→ **About this task**
Copy the first line of the material below and every later line through the line containing "use crate::OutputFormat;", without any other output.

→ **Available records**
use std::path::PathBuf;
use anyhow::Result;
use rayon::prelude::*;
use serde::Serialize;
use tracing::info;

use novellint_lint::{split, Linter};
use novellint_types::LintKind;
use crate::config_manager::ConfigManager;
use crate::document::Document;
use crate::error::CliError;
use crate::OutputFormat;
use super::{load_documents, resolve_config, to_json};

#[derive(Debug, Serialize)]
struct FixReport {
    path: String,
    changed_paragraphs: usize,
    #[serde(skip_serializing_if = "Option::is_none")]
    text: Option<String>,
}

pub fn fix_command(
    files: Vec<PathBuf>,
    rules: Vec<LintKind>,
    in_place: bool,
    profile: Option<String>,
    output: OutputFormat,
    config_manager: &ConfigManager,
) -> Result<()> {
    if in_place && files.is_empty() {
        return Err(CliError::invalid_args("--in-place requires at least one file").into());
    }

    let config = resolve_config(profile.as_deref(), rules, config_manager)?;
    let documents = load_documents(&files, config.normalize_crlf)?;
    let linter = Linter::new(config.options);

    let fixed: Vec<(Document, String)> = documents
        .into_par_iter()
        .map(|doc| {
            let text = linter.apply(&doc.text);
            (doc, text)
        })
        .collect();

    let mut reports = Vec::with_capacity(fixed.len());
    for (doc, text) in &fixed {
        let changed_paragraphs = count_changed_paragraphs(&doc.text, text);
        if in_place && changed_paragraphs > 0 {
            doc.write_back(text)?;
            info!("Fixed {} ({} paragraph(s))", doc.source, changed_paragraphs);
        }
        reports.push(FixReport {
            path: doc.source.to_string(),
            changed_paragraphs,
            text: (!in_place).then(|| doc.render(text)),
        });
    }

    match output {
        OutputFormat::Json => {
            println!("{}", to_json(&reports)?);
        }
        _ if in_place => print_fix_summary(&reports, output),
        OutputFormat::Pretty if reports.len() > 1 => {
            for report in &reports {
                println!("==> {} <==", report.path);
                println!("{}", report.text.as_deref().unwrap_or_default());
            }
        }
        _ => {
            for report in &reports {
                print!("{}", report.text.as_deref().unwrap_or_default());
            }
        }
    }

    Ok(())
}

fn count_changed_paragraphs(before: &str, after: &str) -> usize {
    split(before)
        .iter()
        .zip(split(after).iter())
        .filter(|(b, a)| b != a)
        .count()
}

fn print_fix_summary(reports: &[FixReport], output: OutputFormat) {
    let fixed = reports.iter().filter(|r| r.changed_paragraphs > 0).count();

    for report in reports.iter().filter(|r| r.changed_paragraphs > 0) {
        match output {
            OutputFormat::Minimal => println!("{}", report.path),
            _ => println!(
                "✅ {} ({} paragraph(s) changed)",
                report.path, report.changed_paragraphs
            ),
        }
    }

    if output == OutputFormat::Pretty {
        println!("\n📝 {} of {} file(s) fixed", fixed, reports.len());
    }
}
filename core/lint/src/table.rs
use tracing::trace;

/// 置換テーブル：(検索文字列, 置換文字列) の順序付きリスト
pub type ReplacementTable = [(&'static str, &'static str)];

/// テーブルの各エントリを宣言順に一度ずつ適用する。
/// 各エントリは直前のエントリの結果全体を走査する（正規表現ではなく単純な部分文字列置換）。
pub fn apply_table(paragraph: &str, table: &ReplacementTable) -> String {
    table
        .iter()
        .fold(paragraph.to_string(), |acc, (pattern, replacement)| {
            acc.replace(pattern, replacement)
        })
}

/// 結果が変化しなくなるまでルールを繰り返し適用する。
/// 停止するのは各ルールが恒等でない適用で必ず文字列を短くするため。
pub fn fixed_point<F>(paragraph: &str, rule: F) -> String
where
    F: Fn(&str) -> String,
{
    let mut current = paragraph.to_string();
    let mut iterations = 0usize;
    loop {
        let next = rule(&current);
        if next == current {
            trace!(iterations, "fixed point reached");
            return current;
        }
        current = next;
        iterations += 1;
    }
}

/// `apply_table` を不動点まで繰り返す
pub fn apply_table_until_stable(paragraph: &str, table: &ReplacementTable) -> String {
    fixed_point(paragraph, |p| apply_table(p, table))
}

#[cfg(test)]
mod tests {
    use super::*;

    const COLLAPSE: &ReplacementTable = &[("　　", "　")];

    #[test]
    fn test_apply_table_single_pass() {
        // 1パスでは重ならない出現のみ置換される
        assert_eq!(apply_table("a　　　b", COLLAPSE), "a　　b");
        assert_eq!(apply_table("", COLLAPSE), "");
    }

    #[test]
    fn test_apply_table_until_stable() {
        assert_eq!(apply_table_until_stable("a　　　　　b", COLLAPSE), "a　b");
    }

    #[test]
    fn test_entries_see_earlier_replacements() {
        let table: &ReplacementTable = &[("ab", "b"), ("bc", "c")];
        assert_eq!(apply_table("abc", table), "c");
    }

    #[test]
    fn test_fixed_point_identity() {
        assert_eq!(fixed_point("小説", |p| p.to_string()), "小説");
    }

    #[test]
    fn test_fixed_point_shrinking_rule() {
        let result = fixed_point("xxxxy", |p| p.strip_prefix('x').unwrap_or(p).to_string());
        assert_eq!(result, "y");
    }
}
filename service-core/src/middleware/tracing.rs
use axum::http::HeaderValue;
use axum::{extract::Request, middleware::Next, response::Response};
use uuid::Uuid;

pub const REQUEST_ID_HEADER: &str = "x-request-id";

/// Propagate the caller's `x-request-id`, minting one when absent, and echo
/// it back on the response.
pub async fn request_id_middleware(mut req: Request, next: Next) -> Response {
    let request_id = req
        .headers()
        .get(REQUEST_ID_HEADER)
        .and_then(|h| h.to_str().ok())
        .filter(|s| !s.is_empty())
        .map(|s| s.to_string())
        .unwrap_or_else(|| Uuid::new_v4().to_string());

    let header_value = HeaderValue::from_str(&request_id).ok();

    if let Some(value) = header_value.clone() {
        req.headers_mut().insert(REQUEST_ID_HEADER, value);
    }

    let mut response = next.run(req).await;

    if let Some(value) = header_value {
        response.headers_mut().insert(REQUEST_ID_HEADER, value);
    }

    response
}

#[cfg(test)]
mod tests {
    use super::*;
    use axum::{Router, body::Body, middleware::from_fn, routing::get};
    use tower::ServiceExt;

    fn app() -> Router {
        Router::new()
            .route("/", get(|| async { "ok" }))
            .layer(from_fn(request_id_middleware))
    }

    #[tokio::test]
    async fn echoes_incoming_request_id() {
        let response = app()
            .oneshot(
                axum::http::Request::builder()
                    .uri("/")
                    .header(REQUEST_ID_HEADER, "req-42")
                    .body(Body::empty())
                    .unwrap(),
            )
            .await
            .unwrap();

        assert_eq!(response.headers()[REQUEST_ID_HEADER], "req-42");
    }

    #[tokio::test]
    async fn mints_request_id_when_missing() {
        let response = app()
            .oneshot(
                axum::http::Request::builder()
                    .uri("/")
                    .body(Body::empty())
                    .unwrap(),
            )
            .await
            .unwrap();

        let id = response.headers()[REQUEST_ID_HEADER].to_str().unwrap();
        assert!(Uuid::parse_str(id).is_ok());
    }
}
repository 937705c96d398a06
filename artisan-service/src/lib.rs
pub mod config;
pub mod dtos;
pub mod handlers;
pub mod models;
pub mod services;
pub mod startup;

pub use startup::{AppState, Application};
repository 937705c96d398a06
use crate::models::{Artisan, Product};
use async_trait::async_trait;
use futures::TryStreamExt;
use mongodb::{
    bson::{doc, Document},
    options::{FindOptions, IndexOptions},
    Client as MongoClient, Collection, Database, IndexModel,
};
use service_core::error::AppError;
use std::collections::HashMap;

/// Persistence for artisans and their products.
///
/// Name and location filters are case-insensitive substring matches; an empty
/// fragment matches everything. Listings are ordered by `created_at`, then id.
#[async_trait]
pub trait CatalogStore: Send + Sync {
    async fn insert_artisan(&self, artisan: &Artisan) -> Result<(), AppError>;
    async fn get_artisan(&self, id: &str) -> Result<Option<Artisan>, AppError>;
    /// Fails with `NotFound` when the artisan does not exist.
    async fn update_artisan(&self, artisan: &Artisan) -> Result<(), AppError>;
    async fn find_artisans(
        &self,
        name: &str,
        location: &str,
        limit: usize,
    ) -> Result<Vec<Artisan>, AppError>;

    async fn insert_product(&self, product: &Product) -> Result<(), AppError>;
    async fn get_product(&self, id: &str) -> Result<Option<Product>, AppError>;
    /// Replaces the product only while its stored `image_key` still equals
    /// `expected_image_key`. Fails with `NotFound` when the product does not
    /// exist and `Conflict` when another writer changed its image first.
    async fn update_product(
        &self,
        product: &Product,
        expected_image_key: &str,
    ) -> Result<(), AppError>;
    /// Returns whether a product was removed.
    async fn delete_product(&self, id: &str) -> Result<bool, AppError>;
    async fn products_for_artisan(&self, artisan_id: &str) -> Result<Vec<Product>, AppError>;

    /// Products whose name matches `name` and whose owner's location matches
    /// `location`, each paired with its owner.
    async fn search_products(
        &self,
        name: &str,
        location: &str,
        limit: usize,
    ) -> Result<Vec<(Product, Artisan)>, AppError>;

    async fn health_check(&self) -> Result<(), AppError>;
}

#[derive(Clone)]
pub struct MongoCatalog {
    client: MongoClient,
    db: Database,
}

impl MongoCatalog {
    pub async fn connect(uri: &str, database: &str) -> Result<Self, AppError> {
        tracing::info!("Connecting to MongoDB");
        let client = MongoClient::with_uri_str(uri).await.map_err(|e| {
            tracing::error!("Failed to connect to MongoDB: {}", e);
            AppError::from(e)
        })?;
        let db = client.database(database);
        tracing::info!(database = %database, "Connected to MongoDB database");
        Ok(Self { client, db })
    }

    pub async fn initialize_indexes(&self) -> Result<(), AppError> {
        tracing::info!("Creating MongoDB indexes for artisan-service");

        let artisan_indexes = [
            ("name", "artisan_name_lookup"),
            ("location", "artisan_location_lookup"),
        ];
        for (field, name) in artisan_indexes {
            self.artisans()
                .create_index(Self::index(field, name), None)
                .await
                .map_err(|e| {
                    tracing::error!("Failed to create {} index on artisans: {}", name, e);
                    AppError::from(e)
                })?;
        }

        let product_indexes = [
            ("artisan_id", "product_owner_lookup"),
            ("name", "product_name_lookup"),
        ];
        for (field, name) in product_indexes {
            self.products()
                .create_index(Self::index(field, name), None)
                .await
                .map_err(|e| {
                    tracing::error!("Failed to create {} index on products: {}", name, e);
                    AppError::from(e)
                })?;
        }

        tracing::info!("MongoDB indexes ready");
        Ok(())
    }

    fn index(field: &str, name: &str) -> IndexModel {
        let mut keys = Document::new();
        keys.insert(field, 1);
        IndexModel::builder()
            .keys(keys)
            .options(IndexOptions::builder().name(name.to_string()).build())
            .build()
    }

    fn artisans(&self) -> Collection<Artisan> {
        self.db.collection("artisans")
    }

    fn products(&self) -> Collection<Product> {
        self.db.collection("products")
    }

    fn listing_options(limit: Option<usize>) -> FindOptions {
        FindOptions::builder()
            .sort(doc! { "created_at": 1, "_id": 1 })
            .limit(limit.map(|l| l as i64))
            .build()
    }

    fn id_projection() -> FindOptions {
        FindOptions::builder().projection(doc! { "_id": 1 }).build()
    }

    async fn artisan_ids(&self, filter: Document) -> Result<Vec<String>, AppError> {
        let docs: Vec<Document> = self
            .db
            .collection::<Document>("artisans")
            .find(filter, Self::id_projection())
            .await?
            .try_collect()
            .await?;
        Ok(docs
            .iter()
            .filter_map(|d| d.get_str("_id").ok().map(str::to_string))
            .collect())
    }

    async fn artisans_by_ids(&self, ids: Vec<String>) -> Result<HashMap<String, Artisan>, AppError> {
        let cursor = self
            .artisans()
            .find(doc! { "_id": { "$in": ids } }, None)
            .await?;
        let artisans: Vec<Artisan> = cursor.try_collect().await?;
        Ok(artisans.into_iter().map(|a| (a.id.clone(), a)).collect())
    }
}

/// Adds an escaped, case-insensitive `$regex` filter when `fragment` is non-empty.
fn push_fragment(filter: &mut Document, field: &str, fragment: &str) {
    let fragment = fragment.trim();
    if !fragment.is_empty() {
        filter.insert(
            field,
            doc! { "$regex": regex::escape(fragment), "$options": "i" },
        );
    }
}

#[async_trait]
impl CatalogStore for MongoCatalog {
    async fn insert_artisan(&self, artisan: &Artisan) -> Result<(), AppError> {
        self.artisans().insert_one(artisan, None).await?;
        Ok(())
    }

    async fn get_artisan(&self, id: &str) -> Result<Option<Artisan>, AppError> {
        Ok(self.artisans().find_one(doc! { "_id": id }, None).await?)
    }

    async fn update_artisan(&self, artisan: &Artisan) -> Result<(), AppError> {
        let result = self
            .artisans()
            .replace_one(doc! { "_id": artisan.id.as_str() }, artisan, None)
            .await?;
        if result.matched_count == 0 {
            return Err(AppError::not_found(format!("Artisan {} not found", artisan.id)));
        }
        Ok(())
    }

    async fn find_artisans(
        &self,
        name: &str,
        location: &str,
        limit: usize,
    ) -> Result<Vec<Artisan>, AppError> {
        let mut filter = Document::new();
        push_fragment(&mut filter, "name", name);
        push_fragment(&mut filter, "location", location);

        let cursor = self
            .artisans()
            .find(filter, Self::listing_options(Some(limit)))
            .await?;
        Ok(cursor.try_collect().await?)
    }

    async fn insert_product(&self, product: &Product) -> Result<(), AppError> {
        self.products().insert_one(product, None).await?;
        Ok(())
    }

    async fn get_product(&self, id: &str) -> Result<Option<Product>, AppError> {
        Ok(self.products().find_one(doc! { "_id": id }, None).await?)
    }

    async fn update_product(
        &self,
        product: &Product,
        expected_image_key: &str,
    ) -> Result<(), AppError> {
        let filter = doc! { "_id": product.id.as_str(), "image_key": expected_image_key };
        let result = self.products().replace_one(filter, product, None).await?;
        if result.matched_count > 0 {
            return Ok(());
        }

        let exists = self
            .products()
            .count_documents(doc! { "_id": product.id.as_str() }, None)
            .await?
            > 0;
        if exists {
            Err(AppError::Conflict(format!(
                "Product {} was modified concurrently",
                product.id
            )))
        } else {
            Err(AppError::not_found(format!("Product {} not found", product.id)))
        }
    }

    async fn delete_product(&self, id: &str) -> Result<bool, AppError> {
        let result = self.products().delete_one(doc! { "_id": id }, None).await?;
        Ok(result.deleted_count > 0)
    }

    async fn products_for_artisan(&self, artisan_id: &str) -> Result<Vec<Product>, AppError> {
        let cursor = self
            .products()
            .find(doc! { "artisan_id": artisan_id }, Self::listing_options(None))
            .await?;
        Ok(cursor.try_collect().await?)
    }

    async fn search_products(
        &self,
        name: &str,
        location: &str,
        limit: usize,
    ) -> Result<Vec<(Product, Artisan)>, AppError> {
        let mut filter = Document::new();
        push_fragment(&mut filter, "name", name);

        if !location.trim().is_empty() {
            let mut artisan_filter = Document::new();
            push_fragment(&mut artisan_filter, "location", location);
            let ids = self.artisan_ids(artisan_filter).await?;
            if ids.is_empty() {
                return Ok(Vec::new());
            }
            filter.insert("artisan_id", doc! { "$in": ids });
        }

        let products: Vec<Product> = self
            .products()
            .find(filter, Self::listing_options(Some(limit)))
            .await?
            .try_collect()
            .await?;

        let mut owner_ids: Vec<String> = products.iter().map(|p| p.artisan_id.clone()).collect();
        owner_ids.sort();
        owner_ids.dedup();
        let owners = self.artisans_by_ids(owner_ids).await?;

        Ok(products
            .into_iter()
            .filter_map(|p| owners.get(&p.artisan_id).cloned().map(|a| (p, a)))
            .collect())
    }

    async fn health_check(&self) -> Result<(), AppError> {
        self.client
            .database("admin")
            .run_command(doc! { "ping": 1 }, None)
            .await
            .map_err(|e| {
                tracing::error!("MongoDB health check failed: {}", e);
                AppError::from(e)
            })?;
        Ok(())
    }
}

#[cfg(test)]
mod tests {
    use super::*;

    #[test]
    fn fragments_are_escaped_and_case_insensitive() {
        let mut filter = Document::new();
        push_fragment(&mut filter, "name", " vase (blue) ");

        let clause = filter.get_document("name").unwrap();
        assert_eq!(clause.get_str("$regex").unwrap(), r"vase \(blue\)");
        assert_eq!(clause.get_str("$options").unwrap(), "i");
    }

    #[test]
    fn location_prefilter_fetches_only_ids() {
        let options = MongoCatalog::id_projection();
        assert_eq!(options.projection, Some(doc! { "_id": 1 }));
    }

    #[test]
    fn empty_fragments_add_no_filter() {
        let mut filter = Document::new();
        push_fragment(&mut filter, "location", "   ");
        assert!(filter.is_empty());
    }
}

→ **Solution to this problem**
use std::path::PathBuf;
use anyhow::Result;
use rayon::prelude::*;
use serde::Serialize;
use tracing::info;

use novellint_lint::{split, Linter};
use novellint_types::LintKind;
use crate::config_manager::ConfigManager;
use crate::document::Document;
use crate::error::CliError;
use crate::OutputFormat;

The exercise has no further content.